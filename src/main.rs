use trendarr::{Config, run};

fn main() -> anyhow::Result<()> {
    let worker_threads = Config::load()?.general.worker_threads;

    let mut builder = tokio::runtime::Builder::new_multi_thread();
    builder.enable_all();

    if worker_threads > 0 {
        builder.worker_threads(worker_threads);
    }

    let runtime = builder.build()?;
    runtime.block_on(run())
}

## TASK
What is needed is each line from the records with the word "runtime" in it.

## TASK RESPONSE
    let mut builder = tokio::runtime::Builder::new_multi_thread();
    let runtime = builder.build()?;
    runtime.block_on(run())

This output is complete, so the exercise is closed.